**Your instructions**
Repeat every record exactly as written.
Top of Records supplied
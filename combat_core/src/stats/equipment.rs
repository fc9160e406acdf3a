//! EquipmentStats - the aggregate the inventory system hands the engine
//!
//! The engine reads these numbers but never computes them; slot handling,
//! set bonuses and the rest live with the equipment system.

use crate::types::AttackType;
use serde::{Deserialize, Serialize};
use std::collections::BTreeMap;

/// Aggregated equipment bonuses for one character
#[derive(Debug, Clone, Default, Serialize, Deserialize)]
pub struct EquipmentStats {
    // === Offense ===
    #[serde(default)]
    pub melee_attack_bonus: f64,
    #[serde(default)]
    pub ranged_attack_bonus: f64,
    #[serde(default)]
    pub magic_attack_bonus: f64,
    #[serde(default)]
    pub strength_bonus: f64,
    #[serde(default)]
    pub ranged_strength_bonus: f64,
    /// Percent bonus to magic damage
    #[serde(default)]
    pub magic_damage_bonus: f64,

    // === Defense ===
    #[serde(default)]
    pub melee_defence_bonus: f64,
    #[serde(default)]
    pub ranged_defence_bonus: f64,
    #[serde(default)]
    pub magic_defence_bonus: f64,
    /// Base resistance per damage-type id
    #[serde(default)]
    pub resistances: BTreeMap<String, f64>,
    /// Flat barrier contribution (scaled by number_multiplier)
    #[serde(default)]
    pub barrier_bonus: f64,

    // === Timing ===
    /// Weapon attack interval; 0 means "use the game default"
    #[serde(default)]
    pub attack_speed_ms: f64,
}

impl EquipmentStats {
    pub fn new() -> Self {
        EquipmentStats::default()
    }

    /// Attack bonus for an attack style
    pub fn attack_bonus(&self, attack_type: AttackType) -> f64 {
        match attack_type {
            AttackType::Melee => self.melee_attack_bonus,
            AttackType::Ranged => self.ranged_attack_bonus,
            AttackType::Magic => self.magic_attack_bonus,
        }
    }

    /// Defence bonus against an attack style
    pub fn defence_bonus(&self, attack_type: AttackType) -> f64 {
        match attack_type {
            AttackType::Melee => self.melee_defence_bonus,
            AttackType::Ranged => self.ranged_defence_bonus,
            AttackType::Magic => self.magic_defence_bonus,
        }
    }

    /// Strength bonus for the style that scales max hit
    pub fn strength_bonus(&self, attack_type: AttackType) -> f64 {
        match attack_type {
            AttackType::Melee => self.strength_bonus,
            AttackType::Ranged => self.ranged_strength_bonus,
            // Magic scales from magic_damage_bonus instead
            AttackType::Magic => 0.0,
        }
    }

    pub fn resistance(&self, damage_type_id: &str) -> f64 {
        self.resistances.get(damage_type_id).copied().unwrap_or(0.0)
    }
}
//! Example Fight - a headless seeded duel demonstrating combat_core
//!
//! Builds two characters from the built-in content set, runs the fight
//! to the death under a fixed seed, and prints every combat event. Run
//! with a seed argument to watch a different fight:
//!
//! ```text
//! cargo run -p example_fight -- 42
//! ```

use combat_core::{
    AttackType, Character, CombatEvent, CombatantSide, ContentRegistry, EquipmentStats, Fight,
    GameConstants, GameRng, SkillLevels, SplashType,
};
use rand::prelude::*;
use rand_chacha::ChaCha8Rng;
use tracing_subscriber::EnvFilter;

const TICK_MS: f64 = 100.0;
const MAX_TICKS: u32 = 200_000;

fn build_warrior() -> Character {
    let mut equipment = EquipmentStats::new();
    equipment.melee_attack_bonus = 40.0;
    equipment.strength_bonus = 60.0;
    equipment.melee_defence_bonus = 30.0;
    equipment.attack_speed_ms = 3000.0;
    Character::new("Warrior")
        .with_levels(SkillLevels::uniform(60))
        .with_equipment(equipment)
        .using_attack_type(AttackType::Melee)
        .with_available_attack("core:melee_attack", 6)
        .with_available_attack("core:double_slash", 3)
        .with_available_attack("core:crushing_blow", 1)
}

fn build_mage() -> Character {
    let mut equipment = EquipmentStats::new();
    equipment.magic_attack_bonus = 45.0;
    equipment.magic_damage_bonus = 15.0;
    equipment.magic_defence_bonus = 25.0;
    equipment.barrier_bonus = 12.0;
    Character::new("Mage")
        .with_levels(SkillLevels::uniform(55))
        .with_equipment(equipment)
        .using_attack_type(AttackType::Magic)
        .with_spell("core:fire_bolt")
        .with_curse("core:weaken")
}

fn main() {
    tracing_subscriber::fmt()
        .with_env_filter(EnvFilter::from_default_env())
        .init();

    let seed: u64 = std::env::args()
        .nth(1)
        .and_then(|arg| arg.parse().ok())
        .unwrap_or(7);
    println!("=== Example Fight (seed {seed}) ===\n");

    let registry = ContentRegistry::with_defaults();
    let mut fight = Fight::new(build_warrior(), build_mage(), GameConstants::default());
    let mut rng = GameRng(ChaCha8Rng::seed_from_u64(seed));

    fight.start(&registry, &mut rng);
    print_status(&fight);

    let mut elapsed_ms = 0.0;
    let mut ticks = 0u32;
    while !fight.is_over() && ticks < MAX_TICKS {
        fight.tick(TICK_MS, &registry, &mut rng);
        elapsed_ms += TICK_MS;
        ticks += 1;
        for event in fight.drain_events() {
            print_event(&fight, elapsed_ms, &event);
        }
    }

    println!();
    match fight.winner() {
        Some(winner) => {
            println!(
                "{} wins after {:.1}s!",
                fight.character(winner).id,
                elapsed_ms / 1000.0
            );
            print_status(&fight);
        }
        None => println!("No winner after {:.1}s of fighting.", elapsed_ms / 1000.0),
    }
}

fn print_status(fight: &Fight) {
    for side in [CombatantSide::Attacker, CombatantSide::Defender] {
        let character = fight.character(side);
        let stats = character.stats.peek();
        println!(
            "  {:<8} HP {:>6.0}/{:<6.0} barrier {:>4.0} | max hit {:>4.0} | hit chance {:>5.1}%",
            character.id,
            character.hitpoints,
            stats.max_hitpoints,
            character.barrier,
            stats.max_hit,
            stats.hit_chance,
        );
    }
}

fn print_event(fight: &Fight, elapsed_ms: f64, event: &CombatEvent) {
    let name = |side: &CombatantSide| fight.character(*side).id.as_str();
    let stamp = format!("[{:>7.1}s]", elapsed_ms / 1000.0);
    match event {
        CombatEvent::Splash {
            side,
            splash,
            amount,
        } => {
            let label = match splash {
                SplashType::Attack => "hit",
                SplashType::Crit => "CRIT",
                SplashType::Miss => "miss",
                SplashType::Immune => "immune",
                SplashType::Dot => "burn",
                SplashType::Reflect => "reflect",
                SplashType::Heal => "heal",
                SplashType::Regen => "regen",
            };
            println!("{stamp} {:<8} {label} {amount:.0}", name(side));
        }
        CombatEvent::AttackStarted { side, attack_id } => {
            println!("{stamp} {:<8} uses {attack_id}", name(side));
        }
        CombatEvent::EffectApplied {
            side,
            effect_id,
            reapplied,
        } => {
            let verb = if *reapplied { "refreshes" } else { "gains" };
            println!("{stamp} {:<8} {verb} {effect_id}", name(side));
        }
        CombatEvent::EffectRemoved { side, effect_id } => {
            println!("{stamp} {:<8} loses {effect_id}", name(side));
        }
        CombatEvent::BarrierBroken { side } => {
            println!("{stamp} {:<8} barrier breaks!", name(side));
        }
        CombatEvent::AttackInterrupted { side } => {
            println!("{stamp} {:<8} is interrupted", name(side));
        }
        CombatEvent::Died { side } => {
            println!("{stamp} {:<8} falls", name(side));
        }
        // Queue bookkeeping and group transitions are too chatty for the log
        CombatEvent::ActionQueued { .. }
        | CombatEvent::EffectGroupApplied { .. }
        | CombatEvent::EffectGroupRemoved { .. } => {}
    }
}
Bottom of Records supplied
**Solution to the problem**
filename combat_core/src/stats/equipment.rs
repository fc9160e406acdf3a
//! EquipmentStats - the aggregate the inventory system hands the engine
//!
//! The engine reads these numbers but never computes them; slot handling,
//! set bonuses and the rest live with the equipment system.

use crate::types::AttackType;
use serde::{Deserialize, Serialize};
use std::collections::BTreeMap;

/// Aggregated equipment bonuses for one character
#[derive(Debug, Clone, Default, Serialize, Deserialize)]
pub struct EquipmentStats {
    // === Offense ===
    #[serde(default)]
    pub melee_attack_bonus: f64,
    #[serde(default)]
    pub ranged_attack_bonus: f64,
    #[serde(default)]
    pub magic_attack_bonus: f64,
    #[serde(default)]
    pub strength_bonus: f64,
    #[serde(default)]
    pub ranged_strength_bonus: f64,
    /// Percent bonus to magic damage
    #[serde(default)]
    pub magic_damage_bonus: f64,

    // === Defense ===
    #[serde(default)]
    pub melee_defence_bonus: f64,
    #[serde(default)]
    pub ranged_defence_bonus: f64,
    #[serde(default)]
    pub magic_defence_bonus: f64,
    /// Base resistance per damage-type id
    #[serde(default)]
    pub resistances: BTreeMap<String, f64>,
    /// Flat barrier contribution (scaled by number_multiplier)
    #[serde(default)]
    pub barrier_bonus: f64,

    // === Timing ===
    /// Weapon attack interval; 0 means "use the game default"
    #[serde(default)]
    pub attack_speed_ms: f64,
}

impl EquipmentStats {
    pub fn new() -> Self {
        EquipmentStats::default()
    }

    /// Attack bonus for an attack style
    pub fn attack_bonus(&self, attack_type: AttackType) -> f64 {
        match attack_type {
            AttackType::Melee => self.melee_attack_bonus,
            AttackType::Ranged => self.ranged_attack_bonus,
            AttackType::Magic => self.magic_attack_bonus,
        }
    }

    /// Defence bonus against an attack style
    pub fn defence_bonus(&self, attack_type: AttackType) -> f64 {
        match attack_type {
            AttackType::Melee => self.melee_defence_bonus,
            AttackType::Ranged => self.ranged_defence_bonus,
            AttackType::Magic => self.magic_defence_bonus,
        }
    }

    /// Strength bonus for the style that scales max hit
    pub fn strength_bonus(&self, attack_type: AttackType) -> f64 {
        match attack_type {
            AttackType::Melee => self.strength_bonus,
            AttackType::Ranged => self.ranged_strength_bonus,
            // Magic scales from magic_damage_bonus instead
            AttackType::Magic => 0.0,
        }
    }

    pub fn resistance(&self, damage_type_id: &str) -> f64 {
        self.resistances.get(damage_type_id).copied().unwrap_or(0.0)
    }
}
//! Example Fight - a headless seeded duel demonstrating combat_core
//!
//! Builds two characters from the built-in content set, runs the fight
//! to the death under a fixed seed, and prints every combat event. Run
//! with a seed argument to watch a different fight:
//!
//! ```text
//! cargo run -p example_fight -- 42
//! ```

use combat_core::{
    AttackType, Character, CombatEvent, CombatantSide, ContentRegistry, EquipmentStats, Fight,
    GameConstants, GameRng, SkillLevels, SplashType,
};
use rand::prelude::*;
use rand_chacha::ChaCha8Rng;
use tracing_subscriber::EnvFilter;

const TICK_MS: f64 = 100.0;
const MAX_TICKS: u32 = 200_000;

fn build_warrior() -> Character {
    let mut equipment = EquipmentStats::new();
    equipment.melee_attack_bonus = 40.0;
    equipment.strength_bonus = 60.0;
    equipment.melee_defence_bonus = 30.0;
    equipment.attack_speed_ms = 3000.0;
    Character::new("Warrior")
        .with_levels(SkillLevels::uniform(60))
        .with_equipment(equipment)
        .using_attack_type(AttackType::Melee)
        .with_available_attack("core:melee_attack", 6)
        .with_available_attack("core:double_slash", 3)
        .with_available_attack("core:crushing_blow", 1)
}

fn build_mage() -> Character {
    let mut equipment = EquipmentStats::new();
    equipment.magic_attack_bonus = 45.0;
    equipment.magic_damage_bonus = 15.0;
    equipment.magic_defence_bonus = 25.0;
    equipment.barrier_bonus = 12.0;
    Character::new("Mage")
        .with_levels(SkillLevels::uniform(55))
        .with_equipment(equipment)
        .using_attack_type(AttackType::Magic)
        .with_spell("core:fire_bolt")
        .with_curse("core:weaken")
}

fn main() {
    tracing_subscriber::fmt()
        .with_env_filter(EnvFilter::from_default_env())
        .init();

    let seed: u64 = std::env::args()
        .nth(1)
        .and_then(|arg| arg.parse().ok())
        .unwrap_or(7);
    println!("=== Example Fight (seed {seed}) ===\n");

    let registry = ContentRegistry::with_defaults();
    let mut fight = Fight::new(build_warrior(), build_mage(), GameConstants::default());
    let mut rng = GameRng(ChaCha8Rng::seed_from_u64(seed));

    fight.start(&registry, &mut rng);
    print_status(&fight);

    let mut elapsed_ms = 0.0;
    let mut ticks = 0u32;
    while !fight.is_over() && ticks < MAX_TICKS {
        fight.tick(TICK_MS, &registry, &mut rng);
        elapsed_ms += TICK_MS;
        ticks += 1;
        for event in fight.drain_events() {
            print_event(&fight, elapsed_ms, &event);
        }
    }

    println!();
    match fight.winner() {
        Some(winner) => {
            println!(
                "{} wins after {:.1}s!",
                fight.character(winner).id,
                elapsed_ms / 1000.0
            );
            print_status(&fight);
        }
        None => println!("No winner after {:.1}s of fighting.", elapsed_ms / 1000.0),
    }
}

fn print_status(fight: &Fight) {
    for side in [CombatantSide::Attacker, CombatantSide::Defender] {
        let character = fight.character(side);
        let stats = character.stats.peek();
        println!(
            "  {:<8} HP {:>6.0}/{:<6.0} barrier {:>4.0} | max hit {:>4.0} | hit chance {:>5.1}%",
            character.id,
            character.hitpoints,
            stats.max_hitpoints,
            character.barrier,
            stats.max_hit,
            stats.hit_chance,
        );
    }
}

fn print_event(fight: &Fight, elapsed_ms: f64, event: &CombatEvent) {
    let name = |side: &CombatantSide| fight.character(*side).id.as_str();
    let stamp = format!("[{:>7.1}s]", elapsed_ms / 1000.0);
    match event {
        CombatEvent::Splash {
            side,
            splash,
            amount,
        } => {
            let label = match splash {
                SplashType::Attack => "hit",
                SplashType::Crit => "CRIT",
                SplashType::Miss => "miss",
                SplashType::Immune => "immune",
                SplashType::Dot => "burn",
                SplashType::Reflect => "reflect",
                SplashType::Heal => "heal",
                SplashType::Regen => "regen",
            };
            println!("{stamp} {:<8} {label} {amount:.0}", name(side));
        }
        CombatEvent::AttackStarted { side, attack_id } => {
            println!("{stamp} {:<8} uses {attack_id}", name(side));
        }
        CombatEvent::EffectApplied {
            side,
            effect_id,
            reapplied,
        } => {
            let verb = if *reapplied { "refreshes" } else { "gains" };
            println!("{stamp} {:<8} {verb} {effect_id}", name(side));
        }
        CombatEvent::EffectRemoved { side, effect_id } => {
            println!("{stamp} {:<8} loses {effect_id}", name(side));
        }
        CombatEvent::BarrierBroken { side } => {
            println!("{stamp} {:<8} barrier breaks!", name(side));
        }
        CombatEvent::AttackInterrupted { side } => {
            println!("{stamp} {:<8} is interrupted", name(side));
        }
        CombatEvent::Died { side } => {
            println!("{stamp} {:<8} falls", name(side));
        }
        // Queue bookkeeping and group transitions are too chatty for the log
        CombatEvent::ActionQueued { .. }
        | CombatEvent::EffectGroupApplied { .. }
        | CombatEvent::EffectGroupRemoved { .. } => {}
    }
}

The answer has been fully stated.